Идей-то под тем великолепным и громоздким одером, на краю кыего он пристроилси, дюже тихо пыхтел чаво-то напившийся молока Ёж. Ужесь на Бел Свете наступила тьма и вечёр сменилси ночью. Ра— дарящий усем свет и тепло, имя какового значило— рождающий начало, ушёл кочемарить и на Бел Свет опустилси повелитель ночного неба Асур Дый— дарующий определённу часть… Заскользил тот Бог по просторам земель, лесов и гор проверяючи усёль исполняетси в отведённо ему время, согласно его повелений. Асур который не был тёмным, таким как ЧерноБоже, но овринг оного нёс у собе много несправедливости, боли и гнёту… а може и вобмана. А Боренька усё никак не мог соснуть, он едва слышно вздыхал, утирал кулаком свой нос и думкал, як же ему поступить с той цебью… и чавось вообче деять. Унезапно иде-то сувсем рядышком, будто осторонь покоящейся на подухе главы, чё-то бесшумно опустилось на одер. Спервоначала малец то не увидел, он у то ощутил по колыханию раскинутых волосьев, посему приподнявшись и опершись на локоток, обозрел полутёмну ложницу и одер. И, прям, пред собой на подухе углядел сидящий, почитай прозрачный дух старушки с большущими, тёмно-серыми глазами и долгими, сёдыми волосами аккуратно убранными назадь. Дрёма ласково улыбнулась мальчику и молвила, звонким, трепещущим голоском:
— Не спитьси?
— Не-а… не спитьси, — поспешно ответствовал Борюша и для пущей важности поматал головой.
— А ты детонька, глазоньки сомкни и поспи, — вельми тихонько прогутарила Дрёма. — Я тобе детонька песенку спою… Спою оно як до зела любчу малявок… дитятей… усяких и мальчуг, и девчушек, и крохотных, и таковых чё побольче.
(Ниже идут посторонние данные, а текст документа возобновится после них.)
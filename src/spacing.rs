//! Horizontal and temporal grid spacing of a field.

use crate::cube::{Coord, Cube, TIME_COORD, TimeUnits};
use crate::error::{Error, Result};

/// Name of the projected x coordinate.
pub const PROJECTION_X_COORD: &str = "projection_x_coordinate";

/// Name of the projected y coordinate.
pub const PROJECTION_Y_COORD: &str = "projection_y_coordinate";

/// Determine horizontal grid spacing `dxy` (metres) and time spacing `dt` (seconds).
///
/// Without a `grid_spacing` override, `dxy` is the mean of the first step of
/// the projected x and y coordinates, converted to metres. Without a
/// `time_spacing` override, `dt` is the elapsed time between the first two
/// points of the time coordinate.
///
/// # Errors
/// [`Error::MissingSpacing`] if a spacing can neither be derived from the
/// field nor taken from an override.
pub fn get_spacings<T>(
    field: &Cube<T>,
    grid_spacing: Option<f64>,
    time_spacing: Option<f64>,
) -> Result<(f64, f64)> {
    let dxy = match grid_spacing {
        Some(dxy) => dxy,
        None if field.has_coord(PROJECTION_X_COORD) && field.has_coord(PROJECTION_Y_COORD) => {
            let dx = first_step_metres(field.coord(PROJECTION_X_COORD)?)?;
            let dy = first_step_metres(field.coord(PROJECTION_Y_COORD)?)?;
            0.5 * (dx + dy)
        }
        None => {
            return Err(Error::missing_spacing(format!(
                "need either {} and {} coordinates or an explicit grid spacing",
                PROJECTION_X_COORD, PROJECTION_Y_COORD
            )));
        }
    };

    let dt = match time_spacing {
        Some(dt) => dt,
        None => first_time_step_seconds(field)?,
    };

    log::debug!("get_spacings: dxy = {} m, dt = {} s", dxy, dt);
    Ok((dxy, dt))
}

fn first_step_metres(coord: &Coord) -> Result<f64> {
    let points = coord.points();
    if coord.ndim() != 1 || points.len() < 2 {
        return Err(Error::invalid_coordinate(
            coord.name(),
            "need a one-dimensional coordinate with at least two points",
        ));
    }
    let step = points[[1]] - points[[0]];
    Ok(step * metres_per_unit(coord.units())?)
}

/// Conversion factor to metres for a length units string.
///
/// An empty units string is taken as metres.
fn metres_per_unit(units: &str) -> Result<f64> {
    match units.trim() {
        "" | "m" | "metre" | "metres" | "meter" | "meters" => Ok(1.0),
        "km" | "kilometre" | "kilometres" | "kilometer" | "kilometers" => Ok(1000.0),
        other => Err(Error::InvalidUnits {
            units: other.to_string(),
        }),
    }
}

fn first_time_step_seconds<T>(field: &Cube<T>) -> Result<f64> {
    let time = field.coord(TIME_COORD).map_err(|_| {
        Error::missing_spacing("need either a time coordinate or an explicit time spacing")
    })?;
    let points = time.points();
    if time.ndim() != 1 || points.len() < 2 {
        return Err(Error::missing_spacing(
            "time coordinate needs at least two points to derive a time spacing",
        ));
    }
    let units = TimeUnits::parse(time.units())?;
    let t0 = units.num2date(points[[0]])?;
    let t1 = units.num2date(points[[1]])?;
    Ok(t1.seconds_since(t0) as f64)
}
Поелику им токмо светлы сны навеваю… Сице чё кочумарь, а думки думать будёшь с утреца…
Занеже аки знашь ведь: «Утро вечера мудренее». Так-то… а ноне спи. Борюша ищё немножечко вглядывалси в сероваты очи духа, дивно кажущегося у тьме ночи, а после поклал голову на подуху, сомкнул глаза и вулыбнулси. А така светла, чудесна Дрёма еле слышно запела свову нежну-переливчиту, один-в-один як соловьина трель, песенку, да стала ласково приглаживать густы кудри мальца. И отроку нежданно показалось, шо очутилси он в родной деревеньке Купяны, взобралси на свои полати у пятистенной избёнке, и матушка Белуня подойдя ко нему полюбовно приголубила его пошеничны волосья да затянула родных просторов бероской оземи долгу, хупаву песню: Сидит Дрёма, Сидит Дрёма, Сидит Дрёма, сама дремлет, Сидит Дрёма, сама дремлет. Взгляни Дрёма, Взгляни Дрёма, Взгляни Дрёма на народ, Взгляни Дрёма на народ. Бери Дрёма, Бери Дрёма, Бери Дрёма кого хошь, Бери Дрёма кого хошь.